Le opere prevedono l’installazione di pannelli fotovoltaici su strutture offshore ubicate in un’area marina di circa 40 ettari nella rada esterna al porto di Taranto, in adiacenza alla recente nuova opera di colmata ed al promontorio di Punta Rondinella. L’impianto, costituito da circa 72000 pannelli fotovoltaici con una potenza nominale elettrica di circa 48 MW, suddiviso elettricamente in 3 campi e in 12 sottocampi (4 per campo). La vita utile dell’impianto è limitata a circa 30 anni, al termine dei quali, nel caso non ricorrano le condizioni per un revamping, ovvero di aggiornamento tecnologico dell’impianto stesso, si provvederà alla sua dismissione e al ripristino dei luoghi. Il costo totale è previsto inizialmente in 52 milioni di euro.
Attualmente il progetto è al vaglio della Commissione Tecnica PNRR-PNIEC, che si occupa delle procedure di valutazione ambientale di competenza statale dei progetti delle opere necessarie per l’attuazione del Piano Nazionale Integrato per l’Energia e il Clima (PNIEC) e della valutazione ambientale di competenza statale dei progetti del Piano nazionale di ripresa e resilienza (PNRR) e di quelli finanziati a valere sul fondo complementare. E’ molto probabile che la commissione emetta il parere a breve visto che l’iter di analisi del progetto è terminato lo scorso 26 ottobre e da nostre informazioni dovrebbe arrivare l’ok per la realizzazione. Dunque, dopo il parco eolico near shore della Renexia e la possiible realizzazione di un altro parco eolico galleggiante, presto a Taranto, sempre nell’area del porto, potrebbe essere realizzato un parco fotovoltaico galleggiante. Staremo a vedere.

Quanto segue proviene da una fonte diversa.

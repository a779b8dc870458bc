#![forbid(unsafe_code)]

//! `agent-conduit`: run one ACP agent turn from a terminal.
//!
//! Launches the configured agent, initializes it, resumes the session stored
//! for this workspace (or creates one), sends the prompt and prints every
//! agent notification to stdout as one JSON line. Logs go to stderr.

use std::path::PathBuf;
use std::sync::Arc;
use std::time::Duration;

use clap::{Parser, ValueEnum};
use serde_json::json;
use tracing::{info, warn};
use tracing_subscriber::{fmt, EnvFilter};

use agent_conduit::acp::client::AcpClient;
use agent_conduit::acp::router::RequestRouter;
use agent_conduit::acp::schema::ContentBlock;
use agent_conduit::host::{LocalDelegate, LocalTerminals};
use agent_conduit::persistence::db;
use agent_conduit::persistence::session_store::SqliteSessionStore;
use agent_conduit::{AppError, ClientConfig, Result};

/// How long a cancelled turn may take to wind down.
const CANCEL_GRACE: Duration = Duration::from_secs(5);

#[derive(Debug, Copy, Clone, Eq, PartialEq, ValueEnum)]
enum LogFormat {
    Text,
    Json,
}

#[derive(Debug, Parser)]
#[command(name = "agent-conduit", about = "Drive an ACP agent from the terminal", version, long_about = None)]
struct Cli {
    /// Path to the TOML configuration file.
    #[arg(long)]
    config: PathBuf,

    /// Log output format (text or json).
    #[arg(long, value_enum, default_value_t = LogFormat::Text)]
    log_format: LogFormat,

    /// Key the session id is stored under; defaults to the working directory.
    #[arg(long)]
    session_key: Option<String>,

    /// Authenticate with this method id after initializing.
    #[arg(long)]
    auth_method: Option<String>,

    /// Prompt text sent to the agent.
    #[arg(required = true, num_args = 1..)]
    prompt: Vec<String>,
}

fn main() -> Result<()> {
    let args = Cli::parse();
    init_tracing(args.log_format)?;

    tokio::runtime::Builder::new_multi_thread()
        .enable_all()
        .build()
        .map_err(|err| AppError::Config(format!("failed to build tokio runtime: {err}")))?
        .block_on(run(args))
}

async fn run(args: Cli) -> Result<()> {
    // ── Load configuration ──────────────────────────────
    let config = ClientConfig::load_from_path(&args.config)?;
    let cwd = match &config.working_directory {
        Some(dir) => dir.clone(),
        None => std::env::current_dir()?,
    };
    info!(agent = %config.agent_path.display(), cwd = %cwd.display(), "configuration loaded");

    // ── Initialize database ─────────────────────────────
    let store = SqliteSessionStore::new(Arc::new(db::connect(&config.db_path()).await?));

    // ── Launch agent ────────────────────────────────────
    let router = RequestRouter::new(Arc::new(LocalDelegate::new(
        cwd.clone(),
        config.permissions.policy,
    )))
    .with_terminal(Arc::new(LocalTerminals::new(Some(cwd.clone()))));
    let client = AcpClient::new(config, router);
    client.launch().await?;

    if let Some(mut notifications) = client.take_notifications().await {
        tokio::spawn(async move {
            while let Some(notification) = notifications.recv().await {
                println!(
                    "{}",
                    json!({ "method": notification.method, "params": notification.params })
                );
            }
        });
    }

    let outcome = drive(&client, &store, &args, &cwd).await;
    client.terminate().await;
    outcome
}

async fn drive(
    client: &AcpClient,
    store: &SqliteSessionStore,
    args: &Cli,
    cwd: &std::path::Path,
) -> Result<()> {
    let init = client.initialize(None).await?;
    if let Some(method_id) = &args.auth_method {
        client.authenticate(method_id).await?;
        info!(method_id = %method_id, "authenticated");
    } else if !init.auth_methods.is_empty() {
        info!(
            methods = ?init.auth_methods.iter().map(|m| m.id.as_str()).collect::<Vec<_>>(),
            "agent offers authentication; pass --auth-method if the prompt is rejected"
        );
    }

    let key = args
        .session_key
        .clone()
        .unwrap_or_else(|| cwd.display().to_string());
    let session = client.resume_or_create(store, &key, cwd, Vec::new()).await?;
    let session_id = session.session_id().clone();
    info!(%session_id, key = %key, "session ready");

    let prompt = client.prompt(&session_id, vec![ContentBlock::text(args.prompt.join(" "))]);
    tokio::pin!(prompt);

    let finished = tokio::select! {
        response = &mut prompt => Some(response),
        () = shutdown_signal() => None,
    };
    let response = match finished {
        Some(response) => response?,
        None => {
            warn!(%session_id, "interrupt received, cancelling turn");
            client.cancel_session(&session_id).await?;
            tokio::time::timeout(CANCEL_GRACE, &mut prompt)
                .await
                .map_err(|_| AppError::Timeout {
                    method: "session/prompt".into(),
                    after: CANCEL_GRACE,
                })??
        }
    };

    info!(%session_id, stop_reason = ?response.stop_reason, "turn finished");
    Ok(())
}

async fn shutdown_signal() {
    let ctrl_c = tokio::signal::ctrl_c();

    #[cfg(unix)]
    {
        match tokio::signal::unix::signal(tokio::signal::unix::SignalKind::terminate()) {
            Ok(mut sigterm) => {
                tokio::select! {
                    _ = ctrl_c => {}
                    _ = sigterm.recv() => {}
                }
            }
            Err(err) => {
                warn!(%err, "failed to register SIGTERM handler, using ctrl-c only");
                let _ = ctrl_c.await;
            }
        }
    }

    #[cfg(not(unix))]
    {
        if let Err(err) = ctrl_c.await {
            tracing::error!(%err, "ctrl-c signal handler failed");
        }
    }
}

fn init_tracing(log_format: LogFormat) -> Result<()> {
    let env_filter = EnvFilter::try_from_default_env().unwrap_or_else(|_| EnvFilter::new("info"));
    let subscriber = fmt()
        .with_env_filter(env_filter)
        .with_writer(std::io::stderr);

    match log_format {
        LogFormat::Text => subscriber
            .try_init()
            .map_err(|err| AppError::Config(format!("failed to init tracing: {err}")))?,
        LogFormat::Json => subscriber
            .json()
            .try_init()
            .map_err(|err| AppError::Config(format!("failed to init tracing: {err}")))?,
    }

    Ok(())
}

(leggi l’articolo https://www.corriereditaranto.it/2022/11/05/a-taranto-un-parco-fotovoltaico-galleggiante3/)
Ma il parco eolico galleggiante e l’impianto fotovoltatico saranno near o off shore?
Questi piccoli progetti su carta da energia rinnovabile sono comunque positivi in un territorio da desertificazione industriale però guai ad illudersi perché mascherano la volontà conservativa e la fossilizzazione dell’attuale sistema produttivo: MITTAL per sue competenze produrrà acciaio per oltre 10 anni sempre in maniera tradizionale e quando le autorità competenti o gli organi preposti lo vieteranno per lecite infrazioni o quando il mercato renderà controproducente il sistema tutto avrà fine in maniera drammatica con un territorio devastato ecologicamente e socialmente. A questo punto la politica è chiamata a custodire ed incrementare in loco queste nuove realtà industriali e relative filiere con spirito campanilista onde evitare come sempre fughe delle stesse in altri lidi.